Data for this exercise →
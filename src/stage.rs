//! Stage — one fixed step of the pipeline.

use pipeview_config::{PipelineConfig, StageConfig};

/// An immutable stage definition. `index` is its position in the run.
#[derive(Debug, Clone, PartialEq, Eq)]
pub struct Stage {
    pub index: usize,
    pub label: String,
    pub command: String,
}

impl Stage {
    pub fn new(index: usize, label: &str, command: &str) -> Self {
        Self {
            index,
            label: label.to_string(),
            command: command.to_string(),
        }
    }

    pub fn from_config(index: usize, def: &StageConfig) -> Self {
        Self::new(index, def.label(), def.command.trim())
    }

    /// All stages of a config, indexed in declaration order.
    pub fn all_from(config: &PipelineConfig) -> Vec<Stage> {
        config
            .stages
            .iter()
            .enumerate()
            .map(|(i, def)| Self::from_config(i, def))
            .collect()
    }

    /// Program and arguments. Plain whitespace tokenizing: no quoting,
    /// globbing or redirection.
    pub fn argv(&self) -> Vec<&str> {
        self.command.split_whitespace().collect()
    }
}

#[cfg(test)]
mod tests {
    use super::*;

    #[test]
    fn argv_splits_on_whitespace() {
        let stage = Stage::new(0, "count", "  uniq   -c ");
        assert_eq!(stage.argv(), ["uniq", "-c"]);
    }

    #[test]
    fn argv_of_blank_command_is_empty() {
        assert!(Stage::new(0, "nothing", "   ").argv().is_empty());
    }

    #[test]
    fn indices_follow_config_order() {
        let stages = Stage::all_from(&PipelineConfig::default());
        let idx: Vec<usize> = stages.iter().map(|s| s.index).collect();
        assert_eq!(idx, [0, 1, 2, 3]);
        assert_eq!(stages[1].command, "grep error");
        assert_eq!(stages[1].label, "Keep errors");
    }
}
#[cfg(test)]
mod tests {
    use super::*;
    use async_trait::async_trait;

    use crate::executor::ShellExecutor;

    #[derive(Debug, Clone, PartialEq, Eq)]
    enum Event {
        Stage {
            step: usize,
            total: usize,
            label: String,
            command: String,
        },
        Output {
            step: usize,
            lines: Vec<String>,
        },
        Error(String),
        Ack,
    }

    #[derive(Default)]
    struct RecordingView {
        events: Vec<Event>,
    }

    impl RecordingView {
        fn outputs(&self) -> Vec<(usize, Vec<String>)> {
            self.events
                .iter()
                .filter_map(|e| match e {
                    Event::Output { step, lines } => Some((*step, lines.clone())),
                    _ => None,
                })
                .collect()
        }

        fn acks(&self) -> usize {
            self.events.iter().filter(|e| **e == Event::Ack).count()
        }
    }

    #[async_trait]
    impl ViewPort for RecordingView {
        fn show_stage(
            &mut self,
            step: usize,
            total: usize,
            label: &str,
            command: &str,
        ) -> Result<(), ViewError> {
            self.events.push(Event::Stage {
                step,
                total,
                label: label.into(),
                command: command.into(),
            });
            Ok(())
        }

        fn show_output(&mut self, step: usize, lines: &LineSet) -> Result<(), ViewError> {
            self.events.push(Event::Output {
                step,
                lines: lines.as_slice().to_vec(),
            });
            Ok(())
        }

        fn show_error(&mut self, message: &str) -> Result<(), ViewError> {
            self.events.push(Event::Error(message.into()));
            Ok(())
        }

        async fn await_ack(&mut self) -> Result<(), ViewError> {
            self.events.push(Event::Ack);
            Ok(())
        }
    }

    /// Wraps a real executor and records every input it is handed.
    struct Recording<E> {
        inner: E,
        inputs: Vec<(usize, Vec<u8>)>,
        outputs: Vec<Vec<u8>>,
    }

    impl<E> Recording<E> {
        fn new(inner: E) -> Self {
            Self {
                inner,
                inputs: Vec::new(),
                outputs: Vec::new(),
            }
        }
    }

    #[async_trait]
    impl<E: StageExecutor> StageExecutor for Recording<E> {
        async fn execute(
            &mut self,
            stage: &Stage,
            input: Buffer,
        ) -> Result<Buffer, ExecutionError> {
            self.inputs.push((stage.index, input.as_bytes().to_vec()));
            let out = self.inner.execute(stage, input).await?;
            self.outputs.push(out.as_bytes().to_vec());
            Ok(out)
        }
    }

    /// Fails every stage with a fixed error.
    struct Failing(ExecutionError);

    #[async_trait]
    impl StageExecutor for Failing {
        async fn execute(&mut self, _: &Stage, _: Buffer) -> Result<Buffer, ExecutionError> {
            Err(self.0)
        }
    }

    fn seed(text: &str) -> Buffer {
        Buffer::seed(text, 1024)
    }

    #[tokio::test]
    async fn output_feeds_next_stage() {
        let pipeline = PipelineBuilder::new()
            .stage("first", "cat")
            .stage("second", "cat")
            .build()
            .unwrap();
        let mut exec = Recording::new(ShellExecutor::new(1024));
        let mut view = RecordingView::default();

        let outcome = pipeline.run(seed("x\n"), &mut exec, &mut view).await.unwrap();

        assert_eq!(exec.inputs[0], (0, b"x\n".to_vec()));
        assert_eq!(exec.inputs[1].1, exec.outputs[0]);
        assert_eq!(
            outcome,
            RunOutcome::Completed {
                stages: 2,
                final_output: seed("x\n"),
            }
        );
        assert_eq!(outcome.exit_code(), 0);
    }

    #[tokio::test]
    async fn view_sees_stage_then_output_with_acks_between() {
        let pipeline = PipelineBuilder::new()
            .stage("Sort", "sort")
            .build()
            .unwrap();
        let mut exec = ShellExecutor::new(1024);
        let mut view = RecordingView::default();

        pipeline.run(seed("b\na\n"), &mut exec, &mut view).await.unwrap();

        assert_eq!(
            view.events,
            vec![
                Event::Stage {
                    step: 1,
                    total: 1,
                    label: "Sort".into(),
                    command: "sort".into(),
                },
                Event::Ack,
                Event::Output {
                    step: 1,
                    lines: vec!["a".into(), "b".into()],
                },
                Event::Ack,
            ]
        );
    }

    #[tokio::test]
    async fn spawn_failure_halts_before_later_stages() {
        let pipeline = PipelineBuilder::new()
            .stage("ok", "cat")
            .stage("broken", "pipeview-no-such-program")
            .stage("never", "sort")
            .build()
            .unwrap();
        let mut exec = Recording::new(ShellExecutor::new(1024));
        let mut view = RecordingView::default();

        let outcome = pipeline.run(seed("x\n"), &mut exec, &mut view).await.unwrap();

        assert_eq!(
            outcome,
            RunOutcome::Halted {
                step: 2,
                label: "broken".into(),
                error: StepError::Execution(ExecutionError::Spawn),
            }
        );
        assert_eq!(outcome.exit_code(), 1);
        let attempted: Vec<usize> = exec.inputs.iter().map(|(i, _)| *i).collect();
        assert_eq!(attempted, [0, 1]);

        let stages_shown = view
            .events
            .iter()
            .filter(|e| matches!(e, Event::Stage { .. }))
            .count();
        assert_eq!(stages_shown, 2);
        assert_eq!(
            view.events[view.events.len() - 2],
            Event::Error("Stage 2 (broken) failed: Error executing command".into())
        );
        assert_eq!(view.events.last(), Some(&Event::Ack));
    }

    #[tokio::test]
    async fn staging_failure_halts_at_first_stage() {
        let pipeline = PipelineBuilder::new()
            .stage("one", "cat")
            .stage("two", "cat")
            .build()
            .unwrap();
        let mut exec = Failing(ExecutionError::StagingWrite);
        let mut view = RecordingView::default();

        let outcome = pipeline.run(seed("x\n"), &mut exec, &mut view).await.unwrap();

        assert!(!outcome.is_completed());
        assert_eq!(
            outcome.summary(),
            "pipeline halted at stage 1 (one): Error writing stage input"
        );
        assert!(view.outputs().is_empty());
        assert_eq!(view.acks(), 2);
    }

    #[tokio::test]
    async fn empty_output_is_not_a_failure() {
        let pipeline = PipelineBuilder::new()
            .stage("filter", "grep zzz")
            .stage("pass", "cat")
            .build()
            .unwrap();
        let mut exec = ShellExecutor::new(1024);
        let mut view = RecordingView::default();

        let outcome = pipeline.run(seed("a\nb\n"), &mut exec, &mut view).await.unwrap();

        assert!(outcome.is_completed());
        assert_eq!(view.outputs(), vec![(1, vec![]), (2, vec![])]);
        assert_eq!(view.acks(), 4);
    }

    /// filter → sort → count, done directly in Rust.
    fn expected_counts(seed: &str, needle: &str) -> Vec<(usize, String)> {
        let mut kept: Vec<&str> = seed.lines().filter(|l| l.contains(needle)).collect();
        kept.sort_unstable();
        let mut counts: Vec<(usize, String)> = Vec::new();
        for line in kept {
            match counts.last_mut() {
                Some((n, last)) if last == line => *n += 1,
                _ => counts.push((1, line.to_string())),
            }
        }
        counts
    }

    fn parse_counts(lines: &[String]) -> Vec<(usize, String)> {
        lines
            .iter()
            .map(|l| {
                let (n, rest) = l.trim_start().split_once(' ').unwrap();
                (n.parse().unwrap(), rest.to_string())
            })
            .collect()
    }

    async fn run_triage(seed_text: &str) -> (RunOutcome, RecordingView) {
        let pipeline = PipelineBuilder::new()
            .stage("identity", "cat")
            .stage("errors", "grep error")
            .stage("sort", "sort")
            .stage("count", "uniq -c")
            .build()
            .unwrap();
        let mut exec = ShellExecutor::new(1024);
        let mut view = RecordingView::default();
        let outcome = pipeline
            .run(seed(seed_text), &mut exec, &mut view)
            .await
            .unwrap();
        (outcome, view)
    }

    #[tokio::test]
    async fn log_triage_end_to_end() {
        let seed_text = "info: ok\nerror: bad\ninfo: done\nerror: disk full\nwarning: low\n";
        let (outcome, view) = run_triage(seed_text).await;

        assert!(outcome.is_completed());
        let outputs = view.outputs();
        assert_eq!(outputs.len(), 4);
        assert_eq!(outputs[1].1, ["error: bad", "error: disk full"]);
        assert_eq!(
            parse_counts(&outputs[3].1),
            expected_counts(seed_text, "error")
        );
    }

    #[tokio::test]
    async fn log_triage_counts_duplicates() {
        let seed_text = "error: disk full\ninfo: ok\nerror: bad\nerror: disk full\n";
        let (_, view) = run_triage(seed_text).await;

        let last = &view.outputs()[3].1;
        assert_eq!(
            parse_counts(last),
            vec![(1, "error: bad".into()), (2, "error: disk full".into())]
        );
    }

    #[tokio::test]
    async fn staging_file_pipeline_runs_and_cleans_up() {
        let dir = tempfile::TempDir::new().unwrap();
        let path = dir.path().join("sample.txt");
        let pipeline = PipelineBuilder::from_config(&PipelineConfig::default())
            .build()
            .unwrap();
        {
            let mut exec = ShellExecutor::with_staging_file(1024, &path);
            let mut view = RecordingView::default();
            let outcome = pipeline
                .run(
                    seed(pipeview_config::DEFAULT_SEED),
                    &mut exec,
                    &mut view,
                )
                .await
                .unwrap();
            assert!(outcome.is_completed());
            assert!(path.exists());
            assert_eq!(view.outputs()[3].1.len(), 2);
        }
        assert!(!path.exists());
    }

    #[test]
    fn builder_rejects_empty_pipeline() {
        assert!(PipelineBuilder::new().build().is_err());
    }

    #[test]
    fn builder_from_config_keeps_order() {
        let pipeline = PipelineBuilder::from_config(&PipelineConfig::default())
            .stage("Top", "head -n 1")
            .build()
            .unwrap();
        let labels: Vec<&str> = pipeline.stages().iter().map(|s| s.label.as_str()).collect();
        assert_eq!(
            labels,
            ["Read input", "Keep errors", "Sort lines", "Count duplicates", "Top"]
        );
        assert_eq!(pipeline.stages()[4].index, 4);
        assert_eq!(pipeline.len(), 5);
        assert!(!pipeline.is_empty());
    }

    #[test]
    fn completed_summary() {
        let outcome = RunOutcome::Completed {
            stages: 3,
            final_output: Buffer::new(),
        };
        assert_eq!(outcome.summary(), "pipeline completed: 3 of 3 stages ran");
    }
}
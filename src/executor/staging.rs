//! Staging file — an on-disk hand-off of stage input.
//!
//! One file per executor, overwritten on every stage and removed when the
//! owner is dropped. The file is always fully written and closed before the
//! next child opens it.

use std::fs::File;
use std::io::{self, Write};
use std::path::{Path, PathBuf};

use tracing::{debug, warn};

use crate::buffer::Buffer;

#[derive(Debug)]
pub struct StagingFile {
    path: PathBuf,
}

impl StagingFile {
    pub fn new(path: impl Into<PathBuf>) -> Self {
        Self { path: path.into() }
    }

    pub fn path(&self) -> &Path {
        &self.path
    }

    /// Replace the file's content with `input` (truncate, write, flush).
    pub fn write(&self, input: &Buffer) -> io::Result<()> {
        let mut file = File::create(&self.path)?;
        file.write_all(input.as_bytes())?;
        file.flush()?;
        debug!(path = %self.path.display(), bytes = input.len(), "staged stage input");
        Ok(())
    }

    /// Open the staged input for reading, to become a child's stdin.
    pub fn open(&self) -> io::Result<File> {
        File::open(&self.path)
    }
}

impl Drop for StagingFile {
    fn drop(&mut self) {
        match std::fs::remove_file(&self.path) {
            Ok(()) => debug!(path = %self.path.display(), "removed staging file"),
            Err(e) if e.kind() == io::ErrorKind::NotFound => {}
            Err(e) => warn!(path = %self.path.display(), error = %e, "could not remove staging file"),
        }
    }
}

Exercise → What number of lines in the records contain the word "execute"? Answer with that number alone.

Reply → 3